- **GIVEN RECORDS**
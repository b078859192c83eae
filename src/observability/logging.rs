//! Structured logging.
//!
//! # Design Decisions
//! - Uses tracing crate for structured logging
//! - `RUST_LOG` wins over the configured level
//! - Compact format keeps one line per event

use tracing_subscriber::{layer::SubscriberExt, util::SubscriberInitExt, EnvFilter};

use crate::config::ObservabilityConfig;

/// Default filter directives for a given level.
pub fn default_directives(level: &str) -> String {
    format!("hook_router={level},tower_http={level}")
}

/// Install the global subscriber. Calling it twice is harmless; the
/// second call is ignored.
pub fn init(config: &ObservabilityConfig) {
    let filter = EnvFilter::try_from_default_env()
        .unwrap_or_else(|_| EnvFilter::new(default_directives(&config.log_level)));

    let result = tracing_subscriber::registry()
        .with(filter)
        .with(tracing_subscriber::fmt::layer().compact())
        .try_init();

    if result.is_err() {
        tracing::debug!("Tracing subscriber already installed");
    }
}
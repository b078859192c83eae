//! Configuration management subsystem.
//!
//! # Data Flow
//! ```text
//! config file (TOML)
//!     → loader.rs (parse & deserialize)
//!     → validation.rs (semantic checks)
//!     → ServerConfig (validated, immutable)
//!     → used once at startup to build the server and the application
//! ```
//!
//! # Design Decisions
//! - Config is immutable once loaded; changes require a restart, matching
//!   the compile-once routing tables
//! - All fields have defaults to allow minimal configs
//! - Validation separates syntactic (serde) from semantic checks

pub mod loader;
pub mod schema;
pub mod validation;

pub use loader::{load_config, parse_config, ConfigError};
pub use schema::{
    LimitsConfig, ListenerConfig, ObservabilityConfig, RoutingConfig, ServerConfig,
    TimeoutConfig,
};
pub use validation::{validate_config, ValidationError};
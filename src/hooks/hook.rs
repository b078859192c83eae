//! Hook records and type-erased callbacks.

use std::fmt;
use std::future::Future;
use std::sync::atomic::{AtomicU64, Ordering};
use std::sync::Arc;

use futures_util::future::BoxFuture;
use futures_util::FutureExt;
use serde_json::{Map, Value};

use crate::dispatch::RequestContext;
use crate::error::HookResult;
use crate::hooks::Scope;
use crate::response::{Reply, Responder};

static NEXT_HOOK_ID: AtomicU64 = AtomicU64::new(1);
static NEXT_PLUGIN_ID: AtomicU64 = AtomicU64::new(1);

/// Identity of a registered hook. Allocation order is registration order.
#[derive(Debug, Clone, Copy, PartialEq, Eq, PartialOrd, Ord, Hash)]
pub struct HookId(u64);

impl HookId {
    fn next() -> Self {
        Self(NEXT_HOOK_ID.fetch_add(1, Ordering::Relaxed))
    }
}

/// Identity of an `App` instance, used to decide hook ownership.
#[derive(Debug, Clone, Copy, PartialEq, Eq, Hash)]
pub struct PluginId(u64);

impl PluginId {
    pub(crate) fn next() -> Self {
        Self(NEXT_PLUGIN_ID.fetch_add(1, Ordering::Relaxed))
    }
}

/// The dispatch stage a hook runs in.
#[derive(Debug, Clone, Copy, PartialEq, Eq, Hash)]
pub enum HookKind {
    Derive,
    BeforeHandle,
    AfterHandle,
}

impl HookKind {
    pub fn as_str(self) -> &'static str {
        match self {
            HookKind::Derive => "derive",
            HookKind::BeforeHandle => "before_handle",
            HookKind::AfterHandle => "after_handle",
        }
    }
}

/// Values a `derive` hook adds to the request context.
#[derive(Debug, Clone, Default, PartialEq)]
pub struct Derived(Map<String, Value>);

impl Derived {
    /// Nothing to add.
    pub fn new() -> Self {
        Self::default()
    }

    /// Add a named value.
    pub fn with(mut self, key: impl Into<String>, value: impl Into<Value>) -> Self {
        self.0.insert(key.into(), value.into());
        self
    }

    pub fn into_inner(self) -> Map<String, Value> {
        self.0
    }
}

impl From<Map<String, Value>> for Derived {
    fn from(map: Map<String, Value>) -> Self {
        Self(map)
    }
}

pub(crate) type DeriveFn =
    Arc<dyn Fn(RequestContext) -> BoxFuture<'static, HookResult<Derived>> + Send + Sync>;

/// Shared shape of handlers and `beforeHandle`/`afterHandle` callbacks.
pub(crate) type ReplyFn =
    Arc<dyn Fn(RequestContext) -> BoxFuture<'static, HookResult<Reply>> + Send + Sync>;

pub(crate) fn erase_derive<F, Fut>(f: F) -> DeriveFn
where
    F: Fn(RequestContext) -> Fut + Send + Sync + 'static,
    Fut: Future<Output = HookResult<Derived>> + Send + 'static,
{
    Arc::new(move |ctx| f(ctx).boxed())
}

pub(crate) fn erase_reply<F, Fut, R>(f: F) -> ReplyFn
where
    F: Fn(RequestContext) -> Fut + Send + Sync + 'static,
    Fut: Future<Output = R> + Send + 'static,
    R: Responder,
{
    Arc::new(move |ctx| f(ctx).map(Responder::into_reply).boxed())
}

/// The callback of a hook, tagged with its stage.
#[derive(Clone)]
pub enum HookAction {
    Derive(DeriveFn),
    BeforeHandle(ReplyFn),
    AfterHandle(ReplyFn),
}

/// A registered lifecycle hook.
#[derive(Clone)]
pub struct Hook {
    pub(crate) id: HookId,
    pub(crate) scope: Scope,
    pub(crate) owner: PluginId,
    pub(crate) action: HookAction,
}

impl Hook {
    pub(crate) fn new(scope: Scope, owner: PluginId, action: HookAction) -> Self {
        Self {
            id: HookId::next(),
            scope,
            owner,
            action,
        }
    }

    pub fn id(&self) -> HookId {
        self.id
    }

    pub fn scope(&self) -> Scope {
        self.scope
    }

    pub fn owner(&self) -> PluginId {
        self.owner
    }

    pub fn kind(&self) -> HookKind {
        match self.action {
            HookAction::Derive(_) => HookKind::Derive,
            HookAction::BeforeHandle(_) => HookKind::BeforeHandle,
            HookAction::AfterHandle(_) => HookKind::AfterHandle,
        }
    }
}

impl fmt::Debug for Hook {
    fn fmt(&self, f: &mut fmt::Formatter<'_>) -> fmt::Result {
        f.debug_struct("Hook")
            .field("id", &self.id)
            .field("kind", &self.kind())
            .field("scope", &self.scope)
            .field("owner", &self.owner)
            .finish_non_exhaustive()
    }
}
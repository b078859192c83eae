//! Routing subsystem.
//!
//! # Data Flow
//! ```text
//! Route registration (build phase):
//!     App::get/post/... (path)
//!     → path.rs (join with prefix, normalize)
//!     → conflict check on (method, path)
//!
//! Compile:
//!     merged routes
//!     → router.rs (RouteTable, frozen)
//!
//! Incoming request (method, path):
//!     → path.rs (strip query, normalize)
//!     → router.rs (exact lookup)
//!     → Return: matched route or NotFound
//! ```
//!
//! # Design Decisions
//! - Prefixes are applied when a route is registered or mounted, never at match time
//! - Exact, byte-for-byte path comparison after normalization
//! - Duplicate (method, path) is a registration error, so lookups never tie
//! - Immutable after compile (thread-safe without locks)

pub mod path;
pub mod router;

pub use router::{RouteLookup, RouteTable};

- **TASK GOAL**
Output every line from the records, exactly as written.

- **WRITTEN RESPONSE**
repository b078859192c83eae
filename src/observability/logging.rs
//! Structured logging.
//!
//! # Design Decisions
//! - Uses tracing crate for structured logging
//! - `RUST_LOG` wins over the configured level
//! - Compact format keeps one line per event

use tracing_subscriber::{layer::SubscriberExt, util::SubscriberInitExt, EnvFilter};

use crate::config::ObservabilityConfig;

/// Default filter directives for a given level.
pub fn default_directives(level: &str) -> String {
    format!("hook_router={level},tower_http={level}")
}

/// Install the global subscriber. Calling it twice is harmless; the
/// second call is ignored.
pub fn init(config: &ObservabilityConfig) {
    let filter = EnvFilter::try_from_default_env()
        .unwrap_or_else(|_| EnvFilter::new(default_directives(&config.log_level)));

    let result = tracing_subscriber::registry()
        .with(filter)
        .with(tracing_subscriber::fmt::layer().compact())
        .try_init();

    if result.is_err() {
        tracing::debug!("Tracing subscriber already installed");
    }
}
repository b078859192c83eae
//! Configuration management subsystem.
//!
//! # Data Flow
//! ```text
//! config file (TOML)
//!     → loader.rs (parse & deserialize)
//!     → validation.rs (semantic checks)
//!     → ServerConfig (validated, immutable)
//!     → used once at startup to build the server and the application
//! ```
//!
//! # Design Decisions
//! - Config is immutable once loaded; changes require a restart, matching
//!   the compile-once routing tables
//! - All fields have defaults to allow minimal configs
//! - Validation separates syntactic (serde) from semantic checks

pub mod loader;
pub mod schema;
pub mod validation;

pub use loader::{load_config, parse_config, ConfigError};
pub use schema::{
    LimitsConfig, ListenerConfig, ObservabilityConfig, RoutingConfig, ServerConfig,
    TimeoutConfig,
};
pub use validation::{validate_config, ValidationError};
filename src/hooks/hook.rs
repository b078859192c83eae
//! Hook records and type-erased callbacks.

use std::fmt;
use std::future::Future;
use std::sync::atomic::{AtomicU64, Ordering};
use std::sync::Arc;

use futures_util::future::BoxFuture;
use futures_util::FutureExt;
use serde_json::{Map, Value};

use crate::dispatch::RequestContext;
use crate::error::HookResult;
use crate::hooks::Scope;
use crate::response::{Reply, Responder};

static NEXT_HOOK_ID: AtomicU64 = AtomicU64::new(1);
static NEXT_PLUGIN_ID: AtomicU64 = AtomicU64::new(1);

/// Identity of a registered hook. Allocation order is registration order.
#[derive(Debug, Clone, Copy, PartialEq, Eq, PartialOrd, Ord, Hash)]
pub struct HookId(u64);

impl HookId {
    fn next() -> Self {
        Self(NEXT_HOOK_ID.fetch_add(1, Ordering::Relaxed))
    }
}

/// Identity of an `App` instance, used to decide hook ownership.
#[derive(Debug, Clone, Copy, PartialEq, Eq, Hash)]
pub struct PluginId(u64);

impl PluginId {
    pub(crate) fn next() -> Self {
        Self(NEXT_PLUGIN_ID.fetch_add(1, Ordering::Relaxed))
    }
}

/// The dispatch stage a hook runs in.
#[derive(Debug, Clone, Copy, PartialEq, Eq, Hash)]
pub enum HookKind {
    Derive,
    BeforeHandle,
    AfterHandle,
}

impl HookKind {
    pub fn as_str(self) -> &'static str {
        match self {
            HookKind::Derive => "derive",
            HookKind::BeforeHandle => "before_handle",
            HookKind::AfterHandle => "after_handle",
        }
    }
}

/// Values a `derive` hook adds to the request context.
#[derive(Debug, Clone, Default, PartialEq)]
pub struct Derived(Map<String, Value>);

impl Derived {
    /// Nothing to add.
    pub fn new() -> Self {
        Self::default()
    }

    /// Add a named value.
    pub fn with(mut self, key: impl Into<String>, value: impl Into<Value>) -> Self {
        self.0.insert(key.into(), value.into());
        self
    }

    pub fn into_inner(self) -> Map<String, Value> {
        self.0
    }
}

impl From<Map<String, Value>> for Derived {
    fn from(map: Map<String, Value>) -> Self {
        Self(map)
    }
}

pub(crate) type DeriveFn =
    Arc<dyn Fn(RequestContext) -> BoxFuture<'static, HookResult<Derived>> + Send + Sync>;

/// Shared shape of handlers and `beforeHandle`/`afterHandle` callbacks.
pub(crate) type ReplyFn =
    Arc<dyn Fn(RequestContext) -> BoxFuture<'static, HookResult<Reply>> + Send + Sync>;

pub(crate) fn erase_derive<F, Fut>(f: F) -> DeriveFn
where
    F: Fn(RequestContext) -> Fut + Send + Sync + 'static,
    Fut: Future<Output = HookResult<Derived>> + Send + 'static,
{
    Arc::new(move |ctx| f(ctx).boxed())
}

pub(crate) fn erase_reply<F, Fut, R>(f: F) -> ReplyFn
where
    F: Fn(RequestContext) -> Fut + Send + Sync + 'static,
    Fut: Future<Output = R> + Send + 'static,
    R: Responder,
{
    Arc::new(move |ctx| f(ctx).map(Responder::into_reply).boxed())
}

/// The callback of a hook, tagged with its stage.
#[derive(Clone)]
pub enum HookAction {
    Derive(DeriveFn),
    BeforeHandle(ReplyFn),
    AfterHandle(ReplyFn),
}

/// A registered lifecycle hook.
#[derive(Clone)]
pub struct Hook {
    pub(crate) id: HookId,
    pub(crate) scope: Scope,
    pub(crate) owner: PluginId,
    pub(crate) action: HookAction,
}

impl Hook {
    pub(crate) fn new(scope: Scope, owner: PluginId, action: HookAction) -> Self {
        Self {
            id: HookId::next(),
            scope,
            owner,
            action,
        }
    }

    pub fn id(&self) -> HookId {
        self.id
    }

    pub fn scope(&self) -> Scope {
        self.scope
    }

    pub fn owner(&self) -> PluginId {
        self.owner
    }

    pub fn kind(&self) -> HookKind {
        match self.action {
            HookAction::Derive(_) => HookKind::Derive,
            HookAction::BeforeHandle(_) => HookKind::BeforeHandle,
            HookAction::AfterHandle(_) => HookKind::AfterHandle,
        }
    }
}

impl fmt::Debug for Hook {
    fn fmt(&self, f: &mut fmt::Formatter<'_>) -> fmt::Result {
        f.debug_struct("Hook")
            .field("id", &self.id)
            .field("kind", &self.kind())
            .field("scope", &self.scope)
            .field("owner", &self.owner)
            .finish_non_exhaustive()
    }
}
repository b078859192c83eae
//! Routing subsystem.
//!
//! # Data Flow
//! ```text
//! Route registration (build phase):
//!     App::get/post/... (path)
//!     → path.rs (join with prefix, normalize)
//!     → conflict check on (method, path)
//!
//! Compile:
//!     merged routes
//!     → router.rs (RouteTable, frozen)
//!
//! Incoming request (method, path):
//!     → path.rs (strip query, normalize)
//!     → router.rs (exact lookup)
//!     → Return: matched route or NotFound
//! ```
//!
//! # Design Decisions
//! - Prefixes are applied when a route is registered or mounted, never at match time
//! - Exact, byte-for-byte path comparison after normalization
//! - Duplicate (method, path) is a registration error, so lookups never tie
//! - Immutable after compile (thread-safe without locks)

pub mod path;
pub mod router;

pub use router::{RouteLookup, RouteTable};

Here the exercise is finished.